──────── Stored data

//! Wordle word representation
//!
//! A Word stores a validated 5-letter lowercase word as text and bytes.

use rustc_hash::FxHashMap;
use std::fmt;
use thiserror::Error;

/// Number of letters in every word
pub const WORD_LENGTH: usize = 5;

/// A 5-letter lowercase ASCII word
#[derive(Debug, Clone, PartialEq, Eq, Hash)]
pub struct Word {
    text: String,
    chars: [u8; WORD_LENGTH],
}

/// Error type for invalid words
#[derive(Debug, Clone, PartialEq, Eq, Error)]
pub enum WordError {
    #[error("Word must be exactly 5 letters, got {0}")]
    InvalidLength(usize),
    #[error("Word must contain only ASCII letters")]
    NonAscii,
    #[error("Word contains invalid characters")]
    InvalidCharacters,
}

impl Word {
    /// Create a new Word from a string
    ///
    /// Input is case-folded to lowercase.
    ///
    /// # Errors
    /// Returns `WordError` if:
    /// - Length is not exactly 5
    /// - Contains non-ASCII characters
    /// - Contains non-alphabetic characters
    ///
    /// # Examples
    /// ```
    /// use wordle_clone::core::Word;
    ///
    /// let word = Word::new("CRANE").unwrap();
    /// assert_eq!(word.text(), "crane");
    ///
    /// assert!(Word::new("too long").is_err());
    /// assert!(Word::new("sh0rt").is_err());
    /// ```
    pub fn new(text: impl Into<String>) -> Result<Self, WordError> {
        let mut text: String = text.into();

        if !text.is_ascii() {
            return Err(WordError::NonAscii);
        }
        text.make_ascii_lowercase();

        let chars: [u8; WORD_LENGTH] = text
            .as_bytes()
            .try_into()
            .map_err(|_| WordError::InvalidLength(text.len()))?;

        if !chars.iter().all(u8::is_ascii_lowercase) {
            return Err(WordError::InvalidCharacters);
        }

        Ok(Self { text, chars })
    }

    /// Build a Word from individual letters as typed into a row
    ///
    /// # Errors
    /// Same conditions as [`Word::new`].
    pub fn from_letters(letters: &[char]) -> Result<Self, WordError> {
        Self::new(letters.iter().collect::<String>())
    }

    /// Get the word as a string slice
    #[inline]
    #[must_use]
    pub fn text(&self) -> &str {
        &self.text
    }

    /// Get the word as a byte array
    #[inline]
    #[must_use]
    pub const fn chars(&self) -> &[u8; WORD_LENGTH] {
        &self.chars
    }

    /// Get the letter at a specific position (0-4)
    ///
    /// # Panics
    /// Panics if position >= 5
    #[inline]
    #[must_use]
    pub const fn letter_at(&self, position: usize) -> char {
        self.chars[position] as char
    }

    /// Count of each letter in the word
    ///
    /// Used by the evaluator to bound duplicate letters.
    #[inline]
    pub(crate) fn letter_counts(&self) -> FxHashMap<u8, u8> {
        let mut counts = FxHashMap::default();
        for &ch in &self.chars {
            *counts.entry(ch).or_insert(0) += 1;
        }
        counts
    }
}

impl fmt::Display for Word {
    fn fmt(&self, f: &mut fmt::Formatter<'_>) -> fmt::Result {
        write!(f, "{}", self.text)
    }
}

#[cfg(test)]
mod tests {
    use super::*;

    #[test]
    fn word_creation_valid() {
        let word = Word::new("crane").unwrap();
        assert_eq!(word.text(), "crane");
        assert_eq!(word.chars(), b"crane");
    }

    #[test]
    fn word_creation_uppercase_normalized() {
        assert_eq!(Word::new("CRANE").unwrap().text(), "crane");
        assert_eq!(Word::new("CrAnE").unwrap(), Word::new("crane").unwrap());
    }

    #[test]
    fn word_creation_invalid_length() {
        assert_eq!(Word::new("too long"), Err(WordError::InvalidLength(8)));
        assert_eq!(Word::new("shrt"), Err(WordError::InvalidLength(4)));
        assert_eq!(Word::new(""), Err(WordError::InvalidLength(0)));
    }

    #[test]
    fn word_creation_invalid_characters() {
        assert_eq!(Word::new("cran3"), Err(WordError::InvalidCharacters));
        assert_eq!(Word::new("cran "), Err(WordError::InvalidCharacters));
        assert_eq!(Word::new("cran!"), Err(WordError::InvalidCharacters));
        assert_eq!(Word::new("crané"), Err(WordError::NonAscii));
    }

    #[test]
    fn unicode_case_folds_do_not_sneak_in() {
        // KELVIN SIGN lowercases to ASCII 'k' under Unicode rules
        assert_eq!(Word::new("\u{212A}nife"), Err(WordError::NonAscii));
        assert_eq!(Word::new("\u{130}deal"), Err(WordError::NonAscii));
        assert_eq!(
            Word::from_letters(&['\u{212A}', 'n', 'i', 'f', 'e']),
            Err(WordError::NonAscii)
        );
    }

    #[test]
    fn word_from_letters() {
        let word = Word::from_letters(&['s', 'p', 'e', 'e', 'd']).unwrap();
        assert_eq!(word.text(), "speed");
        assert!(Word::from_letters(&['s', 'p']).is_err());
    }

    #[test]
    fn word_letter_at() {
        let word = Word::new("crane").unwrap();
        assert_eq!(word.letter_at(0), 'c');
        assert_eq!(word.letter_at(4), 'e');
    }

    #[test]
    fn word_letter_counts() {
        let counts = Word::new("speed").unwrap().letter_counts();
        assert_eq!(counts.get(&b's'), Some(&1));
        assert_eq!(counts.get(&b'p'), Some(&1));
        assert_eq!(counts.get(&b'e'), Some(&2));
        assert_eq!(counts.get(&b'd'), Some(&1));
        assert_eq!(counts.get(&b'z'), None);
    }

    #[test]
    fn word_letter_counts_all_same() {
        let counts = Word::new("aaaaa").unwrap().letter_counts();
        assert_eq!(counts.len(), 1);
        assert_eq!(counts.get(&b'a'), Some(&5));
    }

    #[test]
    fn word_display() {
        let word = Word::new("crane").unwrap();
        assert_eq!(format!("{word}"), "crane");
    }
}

────────────────

*The task:* Could you set down every record exactly as given?

*Result below:*
//! Wordle word representation
//!
//! A Word stores a validated 5-letter lowercase word as text and bytes.

use rustc_hash::FxHashMap;
use std::fmt;
use thiserror::Error;

/// Number of letters in every word
pub const WORD_LENGTH: usize = 5;

/// A 5-letter lowercase ASCII word
#[derive(Debug, Clone, PartialEq, Eq, Hash)]
pub struct Word {
    text: String,
    chars: [u8; WORD_LENGTH],
}

/// Error type for invalid words
#[derive(Debug, Clone, PartialEq, Eq, Error)]
pub enum WordError {
    #[error("Word must be exactly 5 letters, got {0}")]
    InvalidLength(usize),
    #[error("Word must contain only ASCII letters")]
    NonAscii,
    #[error("Word contains invalid characters")]
    InvalidCharacters,
}

impl Word {
    /// Create a new Word from a string
    ///
    /// Input is case-folded to lowercase.
    ///
    /// # Errors
    /// Returns `WordError` if:
    /// - Length is not exactly 5
    /// - Contains non-ASCII characters
    /// - Contains non-alphabetic characters
    ///
    /// # Examples
    /// ```
    /// use wordle_clone::core::Word;
    ///
    /// let word = Word::new("CRANE").unwrap();
    /// assert_eq!(word.text(), "crane");
    ///
    /// assert!(Word::new("too long").is_err());
    /// assert!(Word::new("sh0rt").is_err());
    /// ```
    pub fn new(text: impl Into<String>) -> Result<Self, WordError> {
        let mut text: String = text.into();

        if !text.is_ascii() {
            return Err(WordError::NonAscii);
        }
        text.make_ascii_lowercase();

        let chars: [u8; WORD_LENGTH] = text
            .as_bytes()
            .try_into()
            .map_err(|_| WordError::InvalidLength(text.len()))?;

        if !chars.iter().all(u8::is_ascii_lowercase) {
            return Err(WordError::InvalidCharacters);
        }

        Ok(Self { text, chars })
    }

    /// Build a Word from individual letters as typed into a row
    ///
    /// # Errors
    /// Same conditions as [`Word::new`].
    pub fn from_letters(letters: &[char]) -> Result<Self, WordError> {
        Self::new(letters.iter().collect::<String>())
    }

    /// Get the word as a string slice
    #[inline]
    #[must_use]
    pub fn text(&self) -> &str {
        &self.text
    }

    /// Get the word as a byte array
    #[inline]
    #[must_use]
    pub const fn chars(&self) -> &[u8; WORD_LENGTH] {
        &self.chars
    }

    /// Get the letter at a specific position (0-4)
    ///
    /// # Panics
    /// Panics if position >= 5
    #[inline]
    #[must_use]
    pub const fn letter_at(&self, position: usize) -> char {
        self.chars[position] as char
    }

    /// Count of each letter in the word
    ///
    /// Used by the evaluator to bound duplicate letters.
    #[inline]
    pub(crate) fn letter_counts(&self) -> FxHashMap<u8, u8> {
        let mut counts = FxHashMap::default();
        for &ch in &self.chars {
            *counts.entry(ch).or_insert(0) += 1;
        }
        counts
    }
}

impl fmt::Display for Word {
    fn fmt(&self, f: &mut fmt::Formatter<'_>) -> fmt::Result {
        write!(f, "{}", self.text)
    }
}

#[cfg(test)]
mod tests {
    use super::*;

    #[test]
    fn word_creation_valid() {
        let word = Word::new("crane").unwrap();
        assert_eq!(word.text(), "crane");
        assert_eq!(word.chars(), b"crane");
    }

    #[test]
    fn word_creation_uppercase_normalized() {
        assert_eq!(Word::new("CRANE").unwrap().text(), "crane");
        assert_eq!(Word::new("CrAnE").unwrap(), Word::new("crane").unwrap());
    }

    #[test]
    fn word_creation_invalid_length() {
        assert_eq!(Word::new("too long"), Err(WordError::InvalidLength(8)));
        assert_eq!(Word::new("shrt"), Err(WordError::InvalidLength(4)));
        assert_eq!(Word::new(""), Err(WordError::InvalidLength(0)));
    }

    #[test]
    fn word_creation_invalid_characters() {
        assert_eq!(Word::new("cran3"), Err(WordError::InvalidCharacters));
        assert_eq!(Word::new("cran "), Err(WordError::InvalidCharacters));
        assert_eq!(Word::new("cran!"), Err(WordError::InvalidCharacters));
        assert_eq!(Word::new("crané"), Err(WordError::NonAscii));
    }

    #[test]
    fn unicode_case_folds_do_not_sneak_in() {
        // KELVIN SIGN lowercases to ASCII 'k' under Unicode rules
        assert_eq!(Word::new("\u{212A}nife"), Err(WordError::NonAscii));
        assert_eq!(Word::new("\u{130}deal"), Err(WordError::NonAscii));
        assert_eq!(
            Word::from_letters(&['\u{212A}', 'n', 'i', 'f', 'e']),
            Err(WordError::NonAscii)
        );
    }

    #[test]
    fn word_from_letters() {
        let word = Word::from_letters(&['s', 'p', 'e', 'e', 'd']).unwrap();
        assert_eq!(word.text(), "speed");
        assert!(Word::from_letters(&['s', 'p']).is_err());
    }

    #[test]
    fn word_letter_at() {
        let word = Word::new("crane").unwrap();
        assert_eq!(word.letter_at(0), 'c');
        assert_eq!(word.letter_at(4), 'e');
    }

    #[test]
    fn word_letter_counts() {
        let counts = Word::new("speed").unwrap().letter_counts();
        assert_eq!(counts.get(&b's'), Some(&1));
        assert_eq!(counts.get(&b'p'), Some(&1));
        assert_eq!(counts.get(&b'e'), Some(&2));
        assert_eq!(counts.get(&b'd'), Some(&1));
        assert_eq!(counts.get(&b'z'), None);
    }

    #[test]
    fn word_letter_counts_all_same() {
        let counts = Word::new("aaaaa").unwrap().letter_counts();
        assert_eq!(counts.len(), 1);
        assert_eq!(counts.get(&b'a'), Some(&5));
    }

    #[test]
    fn word_display() {
        let word = Word::new("crane").unwrap();
        assert_eq!(format!("{word}"), "crane");
    }
}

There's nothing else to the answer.